One of the dishes I missed most after going gluten free was a nice big bowl of spaghetti. It truly was a heartbreaking moment in my life and it took every ounce of willpower I had to turn down pasta of any kind – especially when Nonna had anything to do with it!
Life got a little easier when I wrapped my head around this thing called a “spaghetti squash” – and eventually I saw the light again once I mastered this pale yellow oval vegetable/fruit!
I’m no longer deprived of one of my favourite childhood dishes – and can eat a giant bowl of this “spaghetti” without feeling “heavy” or bloated. ‘Spaghetti Sundays’ is officially back!
Nutrition facts: spaghetti squash vs. real spaghetti …
Spaghetti squash – 10 grams of carbs/cup & 42 calories/cup & mother nature’s nutrients
Real spaghetti – 43 grams of carbs/cup & 220 calories/cup
Spaghetti squash is a great alternative if;
- you want to lose weight (lower carbs & calories + more nutrients = weight loss)
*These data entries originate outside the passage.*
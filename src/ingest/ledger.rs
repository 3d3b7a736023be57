//! Per-file load ledger keyed by content digest.
//!
//! Every status write is its own small transaction, separate from the data
//! load it describes, so a failed load still leaves its `failed` record.

use std::path::Path;

use chrono::{Duration, SecondsFormat, Utc};
use rusqlite::types::{FromSql, FromSqlError, FromSqlResult, ValueRef};
use rusqlite::{Connection, OptionalExtension, Row, params};
use tracing::warn;

use crate::error::IngestError;
use crate::model::{DocType, LoadStatus, PerformanceRow, SourceFile, StatusCount, StatusRecord};
use crate::util::{now_utc_string, sha256_file};

const STATUS_COLUMNS: &str = "digest, region, doc_type, version, status, error, rows, attempts, \
                              started_at, completed_at, last_updated";

impl FromSql for LoadStatus {
    fn column_result(value: ValueRef<'_>) -> FromSqlResult<Self> {
        let text = value.as_str()?;
        LoadStatus::parse(text)
            .ok_or_else(|| FromSqlError::Other(format!("unknown load status {text:?}").into()))
    }
}

#[derive(Debug, Clone, Copy)]
pub struct StatusUpdate<'a> {
    pub digest: &'a str,
    pub region: &'a str,
    pub doc_type: DocType,
    pub version: &'a str,
    pub status: LoadStatus,
    pub error: Option<&'a str>,
    pub rows: Option<usize>,
}

impl<'a> StatusUpdate<'a> {
    pub fn for_file(file: &'a SourceFile, digest: &'a str, status: LoadStatus) -> Self {
        Self {
            digest,
            region: &file.region,
            doc_type: file.doc_type,
            version: &file.version,
            status,
            error: None,
            rows: None,
        }
    }

    pub fn with_error(mut self, error: &'a str) -> Self {
        self.error = Some(error);
        self
    }

    pub fn with_rows(mut self, rows: usize) -> Self {
        self.rows = Some(rows);
        self
    }
}

/// Identity of a file for change detection: the SHA-256 of its bytes.
pub fn file_digest(path: &Path) -> Result<String, IngestError> {
    Ok(sha256_file(path)?)
}

/// Inserts or updates the ledger row for `update.digest`. A failed status
/// bumps the attempt counter; `started` resets the completion time.
pub fn upsert_status(connection: &mut Connection, update: &StatusUpdate<'_>) -> Result<(), IngestError> {
    let result = write_status(connection, update, &now_utc_string());
    if let Err(err) = &result {
        warn!(
            digest = update.digest,
            status = update.status.as_str(),
            error = %err,
            "status write rolled back"
        );
    }
    result
}

fn write_status(connection: &mut Connection, update: &StatusUpdate<'_>, now: &str) -> Result<(), IngestError> {
    let tx = connection.transaction()?;
    tx.execute(
        "INSERT INTO loading_status(
           digest, region, doc_type, version, status, error, rows, attempts,
           started_at, completed_at, last_updated
         ) VALUES (
           ?1, ?2, ?3, ?4, ?5, ?6, ?7,
           CASE WHEN ?5 = 'failed' THEN 1 ELSE 0 END,
           CASE WHEN ?5 = 'started' THEN ?8 END,
           CASE WHEN ?5 IN ('completed', 'failed') THEN ?8 END,
           ?8
         )
         ON CONFLICT(digest) DO UPDATE SET
           region=excluded.region,
           doc_type=excluded.doc_type,
           version=excluded.version,
           status=excluded.status,
           error=excluded.error,
           rows=excluded.rows,
           attempts=loading_status.attempts + CASE WHEN excluded.status = 'failed' THEN 1 ELSE 0 END,
           started_at=CASE WHEN excluded.status = 'started' THEN excluded.last_updated
                           ELSE loading_status.started_at END,
           completed_at=CASE WHEN excluded.status = 'started' THEN NULL
                             ELSE excluded.last_updated END,
           last_updated=excluded.last_updated",
        params![
            update.digest,
            update.region,
            update.doc_type.as_str(),
            update.version,
            update.status.as_str(),
            update.error,
            update.rows.map(|rows| rows as i64),
            now,
        ],
    )?;
    // Dropping `tx` on an error above rolls the write back.
    tx.commit()?;
    Ok(())
}

/// True when no ledger record exists for `digest`.
pub fn is_new(connection: &Connection, digest: &str) -> Result<bool, IngestError> {
    let known = connection
        .query_row(
            "SELECT 1 FROM loading_status WHERE digest = ?1",
            [digest],
            |_| Ok(()),
        )
        .optional()?;
    Ok(known.is_none())
}

pub fn lookup(connection: &Connection, digest: &str) -> Result<Option<StatusRecord>, IngestError> {
    let sql = format!("SELECT {STATUS_COLUMNS} FROM loading_status WHERE digest = ?1");
    let record = connection.query_row(&sql, [digest], status_record).optional()?;
    Ok(record)
}

/// Failed records, newest first. With `ceiling`, only those whose attempt
/// count is still below it.
pub fn failed_loads(connection: &Connection, ceiling: Option<u32>) -> Result<Vec<StatusRecord>, IngestError> {
    let sql = format!(
        "SELECT {STATUS_COLUMNS} FROM loading_status
         WHERE status = 'failed' AND (?1 IS NULL OR attempts < ?1)
         ORDER BY last_updated DESC, digest"
    );
    let mut statement = connection.prepare(&sql)?;
    let records = statement
        .query_map([ceiling], status_record)?
        .collect::<Result<Vec<_>, _>>()?;
    Ok(records)
}

pub fn performance_summary(connection: &Connection) -> Result<Vec<PerformanceRow>, IngestError> {
    let mut statement = connection.prepare(
        "SELECT doc_type,
                AVG(elapsed), MIN(elapsed), MAX(elapsed), COUNT(*)
         FROM (
           SELECT doc_type,
                  (julianday(completed_at) - julianday(started_at)) * 86400.0 AS elapsed
           FROM loading_status
           WHERE status = 'completed'
             AND started_at IS NOT NULL
             AND completed_at IS NOT NULL
         )
         GROUP BY doc_type
         ORDER BY doc_type",
    )?;
    let rows = statement
        .query_map([], |row| {
            Ok(PerformanceRow {
                doc_type: row.get(0)?,
                avg_seconds: row.get(1)?,
                min_seconds: row.get(2)?,
                max_seconds: row.get(3)?,
                sample_size: row.get(4)?,
            })
        })?
        .collect::<Result<Vec<_>, _>>()?;
    Ok(rows)
}

/// Ledger activity within the last `days`, grouped by status.
pub fn status_summary(connection: &Connection, days: i64) -> Result<Vec<StatusCount>, IngestError> {
    let cutoff = (Utc::now() - Duration::days(days)).to_rfc3339_opts(SecondsFormat::Millis, true);
    let mut statement = connection.prepare(
        "SELECT status, COUNT(*), COUNT(DISTINCT region), COUNT(DISTINCT doc_type)
         FROM loading_status
         WHERE last_updated >= ?1
         GROUP BY status
         ORDER BY status",
    )?;
    let counts = statement
        .query_map([cutoff], |row| {
            Ok(StatusCount {
                status: row.get(0)?,
                count: row.get(1)?,
                regions: row.get(2)?,
                doc_types: row.get(3)?,
            })
        })?
        .collect::<Result<Vec<_>, _>>()?;
    Ok(counts)
}

fn status_record(row: &Row<'_>) -> rusqlite::Result<StatusRecord> {
    Ok(StatusRecord {
        digest: row.get(0)?,
        region: row.get(1)?,
        doc_type: row.get(2)?,
        version: row.get(3)?,
        status: row.get(4)?,
        error: row.get(5)?,
        rows: row.get(6)?,
        attempts: row.get(7)?,
        started_at: row.get(8)?,
        completed_at: row.get(9)?,
        last_updated: row.get(10)?,
    })
}
use std::cell::RefCell;
use std::rc::Rc;

use wasm_bindgen::JsCast;
use wasm_bindgen::closure::Closure;
use wasm_bindgen::prelude::*;
use web_sys::{Document, Event, FileReader, HtmlInputElement};

use wheel_core::WheelConfig;

use crate::state::State;
use crate::utils::log;
use crate::{draw_state, update_stats_dom, update_winner_dom};

// Wires up the file input handler for loading JSON wheel files.
pub fn attach_file_input(state: Rc<RefCell<State>>) -> Result<(), JsValue> {
    let doc: Document = state.borrow().document.clone();
    let Some(input) = doc.get_element_by_id("file") else {
        return Ok(());
    };
    let input: HtmlInputElement = input.dyn_into()?;
    let st = state.clone();
    let input_for_closure = input.clone();
    let onchange = Closure::<dyn FnMut(Event)>::wrap(Box::new(move |_e: Event| {
        let Some(files) = input_for_closure.files() else {
            log("No file list on input");
            return;
        };
        let Some(file) = files.item(0) else {
            log("No file selected");
            return;
        };
        let Ok(reader) = FileReader::new() else {
            return;
        };
        let st2 = st.clone();
        let reader_for_closure = reader.clone();
        let onload = Closure::<dyn FnMut(Event)>::wrap(Box::new(move |_ev: Event| {
            let text = reader_for_closure
                .result()
                .ok()
                .and_then(|v| v.as_string())
                .unwrap_or_default();
            if text.is_empty() {
                log("Selected file is empty or unreadable");
                return;
            }
            match serde_json::from_str::<WheelConfig>(&text) {
                Ok(config) => {
                    let mut s = st2.borrow_mut();
                    s.controller.set_config(config);
                    update_winner_dom(&s, "Spin to decide!");
                    update_stats_dom(&s);
                    draw_state(&s);
                }
                Err(e) => {
                    log(&format!("Unrecognized wheel JSON file: {e}"));
                    let _ = st2
                        .borrow()
                        .window
                        .alert_with_message("Could not parse the wheel JSON file.");
                }
            }
        }));
        reader.set_onload(Some(onload.as_ref().unchecked_ref()));
        if let Err(e) = reader.read_as_text(&file) {
            log(&format!("Failed to read file: {:?}", e));
        }
        onload.forget();
    }));
    input.set_onchange(Some(onchange.as_ref().unchecked_ref()));
    onchange.forget();
    Ok(())
}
- you have IBS or gut issues (since gluten and grains can aggravate symptoms)
- you have diabetes (lower carb foods = better blood sugar levels)
- you’re following a paleo, keto or low-carb diet
Give this light, satisfying and delicious “Spaghetti” Bolognese recipe a try. It’s a ‘kiss your finger tips then toss them away from your lips’ kind of dish!
INGREDIENTS: (serves 2-3)
1 lb grass-fed ground beef
1 spaghetti squash
1 can/jar tomatoes (600-700 ml), pureed
2 garlic cloves (crushed)
1 tsp. dried basil or 2-3 fresh basil leaves
1 tbsp. extra virgin olive oil
Sea salt and black pepper to taste
For the spaghetti squash:
1. Cut spaghetti squash lengthwise and remove seeds with spoon.
2. Bake at 400 for 30-40 min (first 10-min bake with flesh down, then turn so skin is down for remaining time). Fork should pierce skin easily when squash is cooked. Note: Cooking time varies depending on the size of the squash. Check regularly to avoid overcooking the squash. You want the noodles to be ‘al dente’.
3. Use a fork to scrape out the strands of squash.
Time your spaghetti squash so that it’s done cooking around the same time as your sauce, so your noodles don’t cool.
For the Bolognese Sauce:
1. In a sauce pan, sauté garlic and dried basil in olive oil over medium heat (2 min). If you are using fresh basil, add basil leaves in after step 2.
2. Add tomatoes and bring to a light boil for 5 min. Add salt to taste.
3. Bring to medium-low heat and let simmer for 45 min.
4. In a separate pan, cook ground beef over medium heat (10-15 minutes). Add salt and pepper to taste.
5. Add tomato sauce into pan with beef and let ingredients cook together over medium-low heat for a few minutes.
6. Place bolognese sauce on top of spaghetti squash and enjoy!